Fig. 2. 1B7/CD3 bispecific antibody (BsAb) induced a strong antigen-specific T cell activation and tumor cell killing in vitro.

A Comparable expression of TSLPR and CD19 in primary B-cell acute lymphocytic leukemia (B-ALL) samples. TSLPR and CD19 expression were determined on gated live CD45/TSLPR or CD45/CD19 double-positive cells respectively. B Activation of CD8 + T cells by 1B7/CD3 BsAb. REH-TSLPR cells (GFP+) were incubated with 1B7/CD3 BsAb or a control (inactive) BsAb before addition of human primary CD8 + T cells followed by culturing for 48 h. Levels of the activation marker CD69 are shown on CD3 + CD8 + GFP− cells. C 1B7/CD3 BsAb shows low levels of activation with human PBMC. 1B7/CD3 or inactive control BsAb 10 µg/ml were added to peripheral blood mononuclear cells (PBMC) from a normal donor. Levels of CD69 expression, as an indication of CD8 + T cell activation, were measured. D, E Expression of the NFAT luciferase reporter was triggered by 1B7/CD3 BsAb, but not the control antibody, in a reporter assay. D Low, medium, and high TSLPR expression (~1000, 2500, and 30,000 receptors/cell, respectively) in REH cells. Expression of TSLPR in (D) MHH-CALL4 ALL cells (native expressers of TSLPR, ~4000 copies) or in (E) cells from a primary patient sample (~6000 copies/cell). Cells were coated with 1B7/CD3 BsAb or control antibody before the addition of Jurkat cells expressing the NFAT luciferase reporter.
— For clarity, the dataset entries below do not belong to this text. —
use iced::Size;
use prompter_core::{ContentLayout, LayoutParams, ScriptId};
use std::collections::hash_map::DefaultHasher;
use std::hash::{Hash, Hasher};

/// Inputs that invalidate the measured layout.
#[derive(Debug, Clone, PartialEq)]
pub(in crate::app) struct LayoutKey {
    script_id: ScriptId,
    content_hash: u64,
    font_size: u32,
    width_px: u32,
}

impl LayoutKey {
    pub(in crate::app) fn new(script_id: &str, content: &str, font_size: u32, width: f32) -> Self {
        let mut hasher = DefaultHasher::new();
        content.hash(&mut hasher);
        Self {
            script_id: script_id.to_string(),
            content_hash: hasher.finish(),
            font_size,
            width_px: width.max(0.0).round() as u32,
        }
    }
}

/// Measured script geometry for the prompter canvas.
///
/// The viewport is whatever the canvas last reported; until it does (or after
/// the surrounding chrome changed) an estimate from the window size is used.
#[derive(Debug, Clone, Default)]
pub(in crate::app) struct SurfaceState {
    pub(in crate::app) layout: ContentLayout,
    pub(in crate::app) marker_centers: Vec<f32>,
    pub(in crate::app) viewport: Size,
    estimate: Size,
    reported: Option<Size>,
    layout_key: Option<LayoutKey>,
}

impl SurfaceState {
    pub(in crate::app) fn new(estimate: Size) -> Self {
        Self {
            viewport: estimate,
            estimate,
            ..Self::default()
        }
    }

    pub(in crate::app) fn set_estimate(&mut self, estimate: Size) {
        if estimate != self.estimate {
            self.estimate = estimate;
            self.reported = None;
        }
        self.viewport = self.reported.unwrap_or(self.estimate);
    }

    /// Real canvas bounds. Returns false when they match what we have.
    pub(in crate::app) fn report(&mut self, size: Size) -> bool {
        let unchanged = (self.viewport.width - size.width).abs() < 0.5
            && (self.viewport.height - size.height).abs() < 0.5;
        self.reported = Some(size);
        self.viewport = size;
        !unchanged
    }

    /// Re-measure if any input changed. Returns true when it did.
    pub(in crate::app) fn remeasure(
        &mut self,
        key: LayoutKey,
        content: &str,
        params: &LayoutParams,
    ) -> bool {
        if self.layout_key.as_ref() == Some(&key) {
            return false;
        }
        self.layout = ContentLayout::measure(content, params);
        self.marker_centers = self.layout.marker_centers();
        self.layout_key = Some(key);
        true
    }

    pub(in crate::app) fn max_scroll(&self) -> f32 {
        self.layout.max_scroll(self.viewport.height)
    }
}
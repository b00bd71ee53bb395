//! Replication of playback state from the primary window to the external
//! display process.
//!
//! The primary side ([`SyncPublisher`]) watches the store through a change
//! flag and writes snapshots through a [`WindowHost`]. The external side
//! ([`SnapshotReceiver`]) decodes them and commits each one to its own store.

pub mod host;
pub mod receiver;
pub mod schedule;
pub mod signal;
pub mod snapshot;
pub mod transport;

pub use host::{DetachedHost, HostError, SecondaryStatus, WindowHost};
pub use receiver::{ApplyOutcome, SnapshotReceiver};
pub use schedule::{SendReason, SyncSchedule};
pub use signal::ChangeSignal;
pub use snapshot::{DisplayCommand, SNAPSHOT_SCHEMA_VERSION, SnapshotError, SyncSnapshot};
pub use transport::SyncPublisher;

#[cfg(test)]
pub(crate) mod testing {
    use super::host::{HostError, SecondaryStatus, WindowHost};
    use super::snapshot::DisplayCommand;

    /// In-memory host that keeps every command it was asked to deliver.
    #[derive(Debug, Default)]
    pub(crate) struct RecordingHost {
        pub(crate) open: bool,
        pub(crate) created: usize,
        pub(crate) sent: Vec<DisplayCommand>,
        closed_by_user: bool,
    }

    impl RecordingHost {
        pub(crate) fn simulate_user_close(&mut self) {
            self.open = false;
            self.closed_by_user = true;
        }

        pub(crate) fn lines(&self) -> Vec<String> {
            self.sent
                .iter()
                .map(|command| command.encode_line().expect("encode recorded command"))
                .collect()
        }
    }

    impl WindowHost for RecordingHost {
        fn create_secondary(&mut self) -> Result<SecondaryStatus, HostError> {
            if self.open {
                return Ok(SecondaryStatus::Focused);
            }
            self.open = true;
            self.created += 1;
            Ok(SecondaryStatus::Created)
        }

        fn close_secondary(&mut self) {
            self.open = false;
        }

        fn send_to_secondary(&mut self, command: &DisplayCommand) -> Result<(), HostError> {
            if !self.open {
                return Err(HostError::Closed);
            }
            self.sent.push(command.clone());
            Ok(())
        }

        fn poll_closed(&mut self) -> bool {
            std::mem::take(&mut self.closed_by_user)
        }

        fn is_open(&self) -> bool {
            self.open
        }
    }
}
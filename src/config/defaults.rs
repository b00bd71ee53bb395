use prompter_core::CueStyle;

pub(crate) fn default_font_size() -> u32 {
    48
}

pub(crate) fn default_line_spacing() -> f32 {
    1.5
}

pub(crate) fn default_margin_horizontal() -> u16 {
    80
}

pub(crate) fn default_cue_enabled() -> bool {
    true
}

pub(crate) fn default_cue_style() -> CueStyle {
    CueStyle::Full
}

pub(crate) fn default_cue_position() -> u8 {
    38
}

pub(crate) fn default_cue_color() -> String {
    "#30d158".to_string()
}

pub(crate) fn default_cue_opacity() -> u8 {
    100
}

pub(crate) fn default_cue_thickness() -> u8 {
    2
}

pub(crate) fn default_speed() -> f32 {
    2.0
}

pub(crate) fn default_sync_debounce_ms() -> u64 {
    16
}

pub(crate) fn default_sync_heartbeat_ms() -> u64 {
    500
}

pub(crate) fn default_commit_interval_ms() -> u64 {
    30
}

pub(crate) fn default_sync_poll_interval_ms() -> u64 {
    8
}

pub(crate) fn default_window_width() -> f32 {
    1400.0
}

pub(crate) fn default_window_height() -> f32 {
    900.0
}

pub(crate) fn default_autosave_secs() -> f32 {
    2.0
}

pub(crate) fn default_log_level() -> crate::config::LogLevel {
    crate::config::LogLevel::Debug
}

pub(crate) fn default_key_toggle_play_pause() -> String {
    "space".to_string()
}

pub(crate) fn default_key_speed_up() -> String {
    "arrowup".to_string()
}

pub(crate) fn default_key_slow_down() -> String {
    "arrowdown".to_string()
}

pub(crate) fn default_key_reset() -> String {
    "r".to_string()
}

pub(crate) fn default_key_toggle_mirror() -> String {
    "m".to_string()
}

pub(crate) fn default_key_toggle_editor() -> String {
    "e".to_string()
}

pub(crate) fn default_key_toggle_fullscreen() -> String {
    "f".to_string()
}

pub(crate) fn default_key_close_panel() -> String {
    "escape".to_string()
}

pub(crate) fn default_key_next_cue() -> String {
    "pagedown".to_string()
}

pub(crate) fn default_key_prev_cue() -> String {
    "pageup".to_string()
}

pub(crate) fn default_key_external_display() -> String {
    "x".to_string()
}

pub(crate) fn default_key_safe_quit() -> String {
    "ctrl+q".to_string()
}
The NFAT expression signal was measured 24 h. post activation and was expressed in relative light unit (RLU). F REH-TSLPR and MHH-CALL4 ALL cells were incubated with different concentrations of 1B7/CD3 BsAb or control antibody before adding human T cells at a 5:1 ratio (E: T). Flow cytometry was used to determine the cell viability after 48 h. treatment.